■ WORK TO COMPLETE ■
Output all of the records exactly as written.
---- AVAILABLE DATA
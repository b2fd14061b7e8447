use std::env;
use std::fs;
use std::path::{Path, PathBuf};

use serde::Deserialize;
use thiserror::Error;

/// 导入管线配置的根结构。
#[derive(Debug, Clone, Deserialize)]
pub struct ImportConfig {
    #[serde(default)]
    pub logging: LoggingConfig,
    #[serde(default)]
    pub geometry: GeometryConfig,
    #[serde(default)]
    pub export: ExportConfig,
}

impl Default for ImportConfig {
    fn default() -> Self {
        Self {
            logging: LoggingConfig::default(),
            geometry: GeometryConfig::default(),
            export: ExportConfig::default(),
        }
    }
}

impl ImportConfig {
    /// 从显式路径加载配置。
    pub fn from_file(path: impl AsRef<Path>) -> Result<Self, ConfigError> {
        let path = path.as_ref();
        let content = fs::read_to_string(path).map_err(|source| ConfigError::Io {
            path: path.to_path_buf(),
            source,
        })?;
        toml::from_str(&content).map_err(|source| ConfigError::Parse {
            path: path.to_path_buf(),
            source,
        })
    }

    /// 自动发现配置文件：优先读取环境变量 `ZMODEL_CONFIG`，否则寻找
    /// `./config/default.toml`。若文件缺失，则返回默认配置。
    pub fn discover() -> Result<Self, ConfigError> {
        if let Some(path) = env::var_os("ZMODEL_CONFIG") {
            return Self::from_file(PathBuf::from(path));
        }

        let default_path = env::current_dir()
            .map(|dir| dir.join("config").join("default.toml"))
            .map_err(|source| ConfigError::Context {
                message: "获取当前工作目录失败".to_string(),
                source,
            })?;

        if default_path.exists() {
            Self::from_file(default_path)
        } else {
            Ok(Self::default())
        }
    }
}

/// 日志配置，支持设置默认等级。
#[derive(Debug, Clone, Deserialize)]
pub struct LoggingConfig {
    #[serde(default = "LoggingConfig::default_level")]
    pub level: String,
}

impl LoggingConfig {
    fn default_level() -> String {
        "info".to_string()
    }
}

impl Default for LoggingConfig {
    fn default() -> Self {
        Self {
            level: Self::default_level(),
        }
    }
}

/// 几何规范化参数。
#[derive(Debug, Clone, Deserialize)]
pub struct GeometryConfig {
    /// 来源坐标到模型单位的缩放系数，在点构造时应用一次。
    #[serde(default = "GeometryConfig::default_unit_factor")]
    pub unit_factor: f64,
    /// 样条折线化精度，透传给来源工具包。
    #[serde(default = "GeometryConfig::default_spline_precision")]
    pub spline_precision: u32,
}

impl GeometryConfig {
    fn default_unit_factor() -> f64 {
        1.0
    }

    fn default_spline_precision() -> u32 {
        1
    }
}

impl Default for GeometryConfig {
    fn default() -> Self {
        Self {
            unit_factor: Self::default_unit_factor(),
            spline_precision: Self::default_spline_precision(),
        }
    }
}

/// 导出分批参数，仅影响吞吐，不影响正确性。
#[derive(Debug, Clone, Deserialize)]
pub struct ExportConfig {
    #[serde(default = "ExportConfig::default_batch_size")]
    pub component_batch_size: usize,
}

impl ExportConfig {
    fn default_batch_size() -> usize {
        10_000
    }
}

impl Default for ExportConfig {
    fn default() -> Self {
        Self {
            component_batch_size: Self::default_batch_size(),
        }
    }
}

#[derive(Debug, Error)]
pub enum ConfigError {
    #[error("读取配置文件 {path:?} 失败: {source}")]
    Io {
        path: PathBuf,
        #[source]
        source: std::io::Error,
    },
    #[error("解析配置文件 {path:?} 失败: {source}")]
    Parse {
        path: PathBuf,
        #[source]
        source: toml::de::Error,
    },
    #[error("{message}")]
    Context {
        message: String,
        #[source]
        source: std::io::Error,
    },
}

#[cfg(test)]
mod tests {
    use super::*;
    use std::io::Write;

    #[test]
    fn defaults_are_returned_when_file_missing() {
        let cfg = ImportConfig::default();
        assert_eq!(cfg.logging.level, "info");
        assert_eq!(cfg.geometry.unit_factor, 1.0);
        assert_eq!(cfg.geometry.spline_precision, 1);
        assert_eq!(cfg.export.component_batch_size, 10_000);
    }

    #[test]
    fn load_from_temp_file() {
        let mut file = tempfile::NamedTempFile::new().expect("create temp file");
        writeln!(
            file,
            r#"
            [logging]
            level = "debug"

            [geometry]
            unit_factor = 25.4
            spline_precision = 4

            [export]
            component_batch_size = 500
            "#
        )
        .unwrap();

        let cfg = ImportConfig::from_file(file.path()).expect("load config");
        assert_eq!(cfg.logging.level, "debug");
        assert_eq!(cfg.geometry.unit_factor, 25.4);
        assert_eq!(cfg.geometry.spline_precision, 4);
        assert_eq!(cfg.export.component_batch_size, 500);
    }

    #[test]
    fn bad_toml_is_an_error() {
        let mut file = tempfile::NamedTempFile::new().expect("create temp file");
        writeln!(file, "geometry = 'not a table'").unwrap();
        assert!(matches!(
            ImportConfig::from_file(file.path()),
            Err(ConfigError::Parse { .. })
        ));
    }
}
--------
■ EXERCISE RESULT ■
repository b2fd14061b7e8447
use std::env;
use std::fs;
use std::path::{Path, PathBuf};

use serde::Deserialize;
use thiserror::Error;

/// 导入管线配置的根结构。
#[derive(Debug, Clone, Deserialize)]
pub struct ImportConfig {
    #[serde(default)]
    pub logging: LoggingConfig,
    #[serde(default)]
    pub geometry: GeometryConfig,
    #[serde(default)]
    pub export: ExportConfig,
}

impl Default for ImportConfig {
    fn default() -> Self {
        Self {
            logging: LoggingConfig::default(),
            geometry: GeometryConfig::default(),
            export: ExportConfig::default(),
        }
    }
}

impl ImportConfig {
    /// 从显式路径加载配置。
    pub fn from_file(path: impl AsRef<Path>) -> Result<Self, ConfigError> {
        let path = path.as_ref();
        let content = fs::read_to_string(path).map_err(|source| ConfigError::Io {
            path: path.to_path_buf(),
            source,
        })?;
        toml::from_str(&content).map_err(|source| ConfigError::Parse {
            path: path.to_path_buf(),
            source,
        })
    }

    /// 自动发现配置文件：优先读取环境变量 `ZMODEL_CONFIG`，否则寻找
    /// `./config/default.toml`。若文件缺失，则返回默认配置。
    pub fn discover() -> Result<Self, ConfigError> {
        if let Some(path) = env::var_os("ZMODEL_CONFIG") {
            return Self::from_file(PathBuf::from(path));
        }

        let default_path = env::current_dir()
            .map(|dir| dir.join("config").join("default.toml"))
            .map_err(|source| ConfigError::Context {
                message: "获取当前工作目录失败".to_string(),
                source,
            })?;

        if default_path.exists() {
            Self::from_file(default_path)
        } else {
            Ok(Self::default())
        }
    }
}

/// 日志配置，支持设置默认等级。
#[derive(Debug, Clone, Deserialize)]
pub struct LoggingConfig {
    #[serde(default = "LoggingConfig::default_level")]
    pub level: String,
}

impl LoggingConfig {
    fn default_level() -> String {
        "info".to_string()
    }
}

impl Default for LoggingConfig {
    fn default() -> Self {
        Self {
            level: Self::default_level(),
        }
    }
}

/// 几何规范化参数。
#[derive(Debug, Clone, Deserialize)]
pub struct GeometryConfig {
    /// 来源坐标到模型单位的缩放系数，在点构造时应用一次。
    #[serde(default = "GeometryConfig::default_unit_factor")]
    pub unit_factor: f64,
    /// 样条折线化精度，透传给来源工具包。
    #[serde(default = "GeometryConfig::default_spline_precision")]
    pub spline_precision: u32,
}

impl GeometryConfig {
    fn default_unit_factor() -> f64 {
        1.0
    }

    fn default_spline_precision() -> u32 {
        1
    }
}

impl Default for GeometryConfig {
    fn default() -> Self {
        Self {
            unit_factor: Self::default_unit_factor(),
            spline_precision: Self::default_spline_precision(),
        }
    }
}

/// 导出分批参数，仅影响吞吐，不影响正确性。
#[derive(Debug, Clone, Deserialize)]
pub struct ExportConfig {
    #[serde(default = "ExportConfig::default_batch_size")]
    pub component_batch_size: usize,
}

impl ExportConfig {
    fn default_batch_size() -> usize {
        10_000
    }
}

impl Default for ExportConfig {
    fn default() -> Self {
        Self {
            component_batch_size: Self::default_batch_size(),
        }
    }
}

#[derive(Debug, Error)]
pub enum ConfigError {
    #[error("读取配置文件 {path:?} 失败: {source}")]
    Io {
        path: PathBuf,
        #[source]
        source: std::io::Error,
    },
    #[error("解析配置文件 {path:?} 失败: {source}")]
    Parse {
        path: PathBuf,
        #[source]
        source: toml::de::Error,
    },
    #[error("{message}")]
    Context {
        message: String,
        #[source]
        source: std::io::Error,
    },
}

#[cfg(test)]
mod tests {
    use super::*;
    use std::io::Write;

    #[test]
    fn defaults_are_returned_when_file_missing() {
        let cfg = ImportConfig::default();
        assert_eq!(cfg.logging.level, "info");
        assert_eq!(cfg.geometry.unit_factor, 1.0);
        assert_eq!(cfg.geometry.spline_precision, 1);
        assert_eq!(cfg.export.component_batch_size, 10_000);
    }

    #[test]
    fn load_from_temp_file() {
        let mut file = tempfile::NamedTempFile::new().expect("create temp file");
        writeln!(
            file,
            r#"
            [logging]
            level = "debug"

            [geometry]
            unit_factor = 25.4
            spline_precision = 4

            [export]
            component_batch_size = 500
            "#
        )
        .unwrap();

        let cfg = ImportConfig::from_file(file.path()).expect("load config");
        assert_eq!(cfg.logging.level, "debug");
        assert_eq!(cfg.geometry.unit_factor, 25.4);
        assert_eq!(cfg.geometry.spline_precision, 4);
        assert_eq!(cfg.export.component_batch_size, 500);
    }

    #[test]
    fn bad_toml_is_an_error() {
        let mut file = tempfile::NamedTempFile::new().expect("create temp file");
        writeln!(file, "geometry = 'not a table'").unwrap();
        assert!(matches!(
            ImportConfig::from_file(file.path()),
            Err(ConfigError::Parse { .. })
        ));
    }
}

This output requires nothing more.